Alfalfa Club
- Formation: 1913; 113 years ago
- Type: Club
- Purpose: Hosts annual banquet on the last Saturday of January
- Location: Washington, D.C.;
- Membership: ~200 politicians and corporate executives
- President: David Rubenstein (2020)
- Vice President: Jim Mattis

= Alfalfa Club =

American social club

The Alfalfa Club is an American social club that exists only to hold an annual black tie banquet, in honor of Confederate general Robert E. Lee's birthday, on the last Saturday of January at the Capital Hilton in Washington D.C., with an after-party at a local restaurant. The banquet, which lasts 4 hours, features music by the United States Marine Band and a political roast. There are approximately 200 members of the club, all of them influential politicians and business executives. The club has an invitation system; members are required to be invited to join. Invitations are extended to prospective members annually to fill the spots of recently deceased members. Several United States presidents have been members of the club. The press is not allowed to attend the banquet.

The club was named in reference to the alfalfa plant's supposed willingness to "do anything for a drink".

If in attendance, the president is usually asked to deliver remarks at the banquet. George W. Bush spoke at the banquet in each year of his presidency; the Alfalfa Club was one of only three clubs that his father, George H. W. Bush, was a member of as president. Barack Obama attended and spoke at the banquet in 2009 and 2012. Donald Trump spoke at the banquet in 2026.

==History==
In 1913, four southerners formed the Alfalfa Club in the Willard Hotel to celebrate the birthday of Confederate general Robert E. Lee. It began admitting Black people in 1974. In addition to its January banquet in Washington, the club previously held an annual summer picnic.

In 1986, William Rehnquist's membership in the club became the subject of discussion in a Senate Judiciary Committee hearing after he was nominated to be Chief Justice of the United States. Rehnquist described the club as one that "met once a year to listen to patriotic music and 'hear some funny political speeches and said "he did not think his membership in such a once-a-year group violated the canons of judicial ethics."

In 1994, after a boycott by President Bill Clinton over a lack of women in the club, the club admitted its first women members, Sandra Day O'Connor, Elizabeth Dole, and Katharine Graham. Graham's father, Eugene Meyer, had been a member. Clinton's boycott had been the first by a president since Jimmy Carter.

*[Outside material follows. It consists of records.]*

mod builder;
pub use builder::Builder;

use crate::Entity;

use attache_core::{
    driver::{operation, Driver, Operation, Response},
    schema::{ModelId, Schema},
    stmt::{Id, ValueRecord},
    Error, Result,
};

use std::{cell::RefCell, sync::Arc};

/// Handle to the schema and the storage driver.
pub struct Db {
    pub(crate) schema: Arc<Schema>,

    /// The driver is exclusively owned by the current caller; interior
    /// mutability stands in for the async connection pool this scale does
    /// not need.
    pub(crate) driver: RefCell<Box<dyn Driver>>,
}

impl Db {
    pub fn builder() -> Builder {
        Builder::default()
    }

    pub fn schema(&self) -> &Schema {
        &self.schema
    }

    /// A new, unpersisted record instance of the named model.
    pub fn entity(&self, model: &str) -> Result<Entity> {
        let model = self.model_id(model)?;
        Ok(Entity::new(self.schema.clone(), model))
    }

    /// Re-fetch a record by identity, hydrating its associations from their
    /// stored foreign keys.
    pub fn get(&self, model: &str, key: &Id) -> Result<Entity> {
        let model = self.model_id(model)?;
        let record = self.fetch(model, key)?;

        let mut entity = Entity::load(self.schema.clone(), model, record)?;
        entity.hydrate_parents(self)?;
        Ok(entity)
    }

    /// Delete a record by identity. Deleting an absent key is a no-op.
    pub fn delete(&self, model: &str, key: &Id) -> Result<()> {
        let model = self.model_id(model)?;
        self.exec(
            operation::DeleteByKey {
                model,
                key: key.clone(),
            }
            .into(),
        )?;
        Ok(())
    }

    /// Clear all stored data.
    pub fn reset(&self) -> Result<()> {
        self.driver.borrow_mut().reset(&self.schema)
    }

    pub(crate) fn exec(&self, op: Operation) -> Result<Response> {
        self.driver.borrow_mut().exec(&self.schema, op)
    }

    pub(crate) fn fetch(&self, model: ModelId, key: &Id) -> Result<ValueRecord> {
        let response = self.exec(
            operation::GetByKey {
                model,
                key: key.clone(),
            }
            .into(),
        )?;

        let rows = response.into_values()?;

        match rows.into_iter().next() {
            Some(record) => Ok(record),
            None => Err(Error::record_not_found(format!(
                "model={:?} key={key}",
                model
            ))),
        }
    }

    fn model_id(&self, name: &str) -> Result<ModelId> {
        match self.schema.model_by_name(name) {
            Some(model) => Ok(model.id),
            None => Err(Error::schema(format!("unknown model `{name}`"))),
        }
    }
}
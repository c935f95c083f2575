#[macro_use]
mod macros;

use attache::schema::{Delegated, Model};
use attache::stmt::Type;

pub use attache::{stmt::Value, Db, Entity, Mem, SaveOptions, UpdateMode};

/// Schema shared by most delegation tests: `users` delegates its contact
/// attributes to a lazily built `contacts` record.
pub fn users_db() -> Db {
    init_logging();

    Db::builder()
        .register(
            Model::builder("contacts")
                .id()
                .field("firstname", Type::String)
                .field("lastname", Type::String)
                .bookkeeping_field("created_at", Type::I64)
                .bookkeeping_field("updated_at", Type::I64),
        )
        .register(
            Model::builder("users")
                .id()
                .field("login", Type::String)
                .belongs_to("contact", "contacts")
                .delegates_attributes_to("contact", Delegated::all()),
        )
        .build(Mem::new())
        .unwrap()
}

pub fn init_logging() {
    let _ = env_logger::builder().is_test(true).try_init();
}

/// Save options for a given update mode, validation on.
pub fn mode_options(mode: UpdateMode) -> SaveOptions {
    SaveOptions {
        validate: true,
        mode,
    }
}
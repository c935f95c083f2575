use crate::Entity;

use std::{cell::RefCell, fmt, rc::Rc};

/// A lazily built belongs-to slot.
///
/// The slot has two states, absent and present, with a single one-way
/// transition: the first delegated write, `will_change`, or explicit build
/// creates the associated record, and every later access reuses that same
/// instance. Identity is observable through the returned `Rc`.
///
/// The owning record and its parent belong to a single caller for the
/// duration of an operation.
pub struct BelongsTo {
    value: Option<Rc<RefCell<Entity>>>,
}

impl BelongsTo {
    /// The associated record, if it has been built or loaded.
    pub fn get(&self) -> Option<Rc<RefCell<Entity>>> {
        self.value.clone()
    }

    pub fn is_built(&self) -> bool {
        self.value.is_some()
    }

    pub(crate) fn set(&mut self, entity: Entity) -> Rc<RefCell<Entity>> {
        debug_assert!(self.value.is_none(), "association already built");

        let entity = Rc::new(RefCell::new(entity));
        self.value = Some(entity.clone());
        entity
    }

    pub(crate) fn clear(&mut self) {
        self.value = None;
    }
}

impl Default for BelongsTo {
    fn default() -> Self {
        Self { value: None }
    }
}

impl fmt::Debug for BelongsTo {
    fn fmt(&self, fmt: &mut fmt::Formatter<'_>) -> fmt::Result {
        match self.value.as_ref() {
            Some(entity) => write!(fmt, "{:?}", entity.borrow()),
            None => write!(fmt, "<not built>"),
        }
    }
}
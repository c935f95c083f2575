use super::Value;

#[derive(Debug, Clone, Copy, PartialEq, Eq)]
pub enum Type {
    Bool,
    I64,
    Id,
    String,
}

impl Type {
    pub fn name(self) -> &'static str {
        match self {
            Self::Bool => "Bool",
            Self::I64 => "I64",
            Self::Id => "Id",
            Self::String => "String",
        }
    }

    /// Returns true when the value can be stored in a field of this type.
    ///
    /// `Null` matches every type; nullability is enforced by validation, not
    /// by the type system.
    pub fn matches(self, value: &Value) -> bool {
        match value.ty() {
            Some(ty) => ty == self,
            None => true,
        }
    }
}
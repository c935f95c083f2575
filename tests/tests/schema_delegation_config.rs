//! Delegation configuration is resolved and validated when the schema is
//! built, never at attribute access time.

use tests::*;

use attache::schema::{Delegated, Model};
use attache::stmt::Type;

use pretty_assertions::assert_eq;

#[test]
fn delegation_forces_autosave_on_the_association() {
    let db = users_db();

    let users = db.schema().model_by_name("users").unwrap();
    let (_, association) = users.association_by_name("contact").unwrap();
    assert!(association.autosave);
}

#[test]
fn derived_attribute_set_excludes_plumbing_columns() {
    let db = users_db();

    let users = db.schema().model_by_name("users").unwrap();
    let delegated: Vec<_> = users.delegated_attributes().collect();

    // Primary key, bookkeeping, and foreign-key columns are rejected by
    // default.
    assert_eq!(delegated, vec!["firstname", "lastname"]);
}

#[test]
fn caller_rejects_narrow_the_derived_set() {
    let db = Db::builder()
        .register(
            Model::builder("contacts")
                .id()
                .field("firstname", Type::String)
                .field("lastname", Type::String),
        )
        .register(
            Model::builder("users")
                .id()
                .belongs_to("contact", "contacts")
                .delegates_attributes_to("contact", Delegated::all().reject(["lastname"])),
        )
        .build(Mem::new())
        .unwrap();

    let users = db.schema().model_by_name("users").unwrap();
    let delegated: Vec<_> = users.delegated_attributes().collect();
    assert_eq!(delegated, vec!["firstname"]);
}

#[test]
fn explicit_attribute_list_is_used_verbatim() {
    let db = Db::builder()
        .register(
            Model::builder("contacts")
                .id()
                .field("firstname", Type::String)
                .field("lastname", Type::String),
        )
        .register(
            Model::builder("users")
                .id()
                .belongs_to("contact", "contacts")
                .delegates_attributes_to("contact", Delegated::only(["lastname"])),
        )
        .build(Mem::new())
        .unwrap();

    let users = db.schema().model_by_name("users").unwrap();
    let delegated: Vec<_> = users.delegated_attributes().collect();
    assert_eq!(delegated, vec!["lastname"]);
}

#[test]
fn unknown_association_fails_the_build() {
    let err = assert_err!(Db::builder()
        .register(Model::builder("contacts").id())
        .register(
            Model::builder("users")
                .id()
                .delegates_attributes_to("contact", Delegated::all()),
        )
        .build(Mem::new()));

    assert!(err.is_schema(), "{err}");
}

#[test]
fn unknown_attribute_fails_the_build() {
    let err = assert_err!(Db::builder()
        .register(Model::builder("contacts").id())
        .register(
            Model::builder("users")
                .id()
                .belongs_to("contact", "contacts")
                .delegates_attributes_to("contact", Delegated::only(["nickname"])),
        )
        .build(Mem::new()));

    assert!(err.is_schema(), "{err}");
}

#[test]
fn colliding_attribute_fails_the_build() {
    let err = assert_err!(Db::builder()
        .register(Model::builder("contacts").id().field("login", Type::String))
        .register(
            Model::builder("users")
                .id()
                .field("login", Type::String)
                .belongs_to("contact", "contacts")
                .delegates_attributes_to("contact", Delegated::all()),
        )
        .build(Mem::new()));

    assert!(err.is_schema(), "{err}");
}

In 2009, President Barack Obama spoke at the club's annual dinner, saying, "This dinner began almost one hundred years ago as a way to celebrate the birthday of General Robert E. Lee. If he were here with us tonight, the General would be 202 years old. And very confused." Occupy D.C. protested the 2012 banquet.

President Donald Trump attended the dinner for the first time on January 31, 2026. In his speech, he joked about suing his then-nominee for the Chair of the Federal Reserve, Kevin Warsh, for lowering interest rates. Trump's speech, which included jokes about former senator Mitt Romney and Russian president Vladimir Putin, was reportedly poorly received by the audience. Many members of the second cabinet of Donald Trump and his advisors were in attendance, as well as World Economic Forum president Børge Brende and other American political figures. According to CNN, the Alfalfa Club's guest list that year included bipartisan figures that both supported and opposed Trump, reflecting its political diversity.

==Annual club president nomination==
One of the evening's activities includes the playful nomination of a presidential candidate by the Club's leadership. The candidate is then required to make a speech. Several such candidates became President of the United States after being nominated, including Richard Nixon in 1965 (elected in 1968), Ronald Reagan in 1974 (elected in 1980), and George W. Bush in 1998 (elected in 2000). In 1969, it nominated Harold Stassen. Its 2000 nomination was Australian-born James Wolfensohn, constitutionally ineligible for election to the U.S. presidency. In 2001, the presidential nomination went to John McCain. In 2004, the Club nominated Jack Valenti, the former president of the Motion Picture Association. In 2011, Sandra Day O’Connor became the first female president of the club. In 2017, Michael Bloomberg was elected president of the club. In 2018, John Kerry was elected president. In 2019, Mitt Romney was elected. In 2020, David Rubenstein was elected.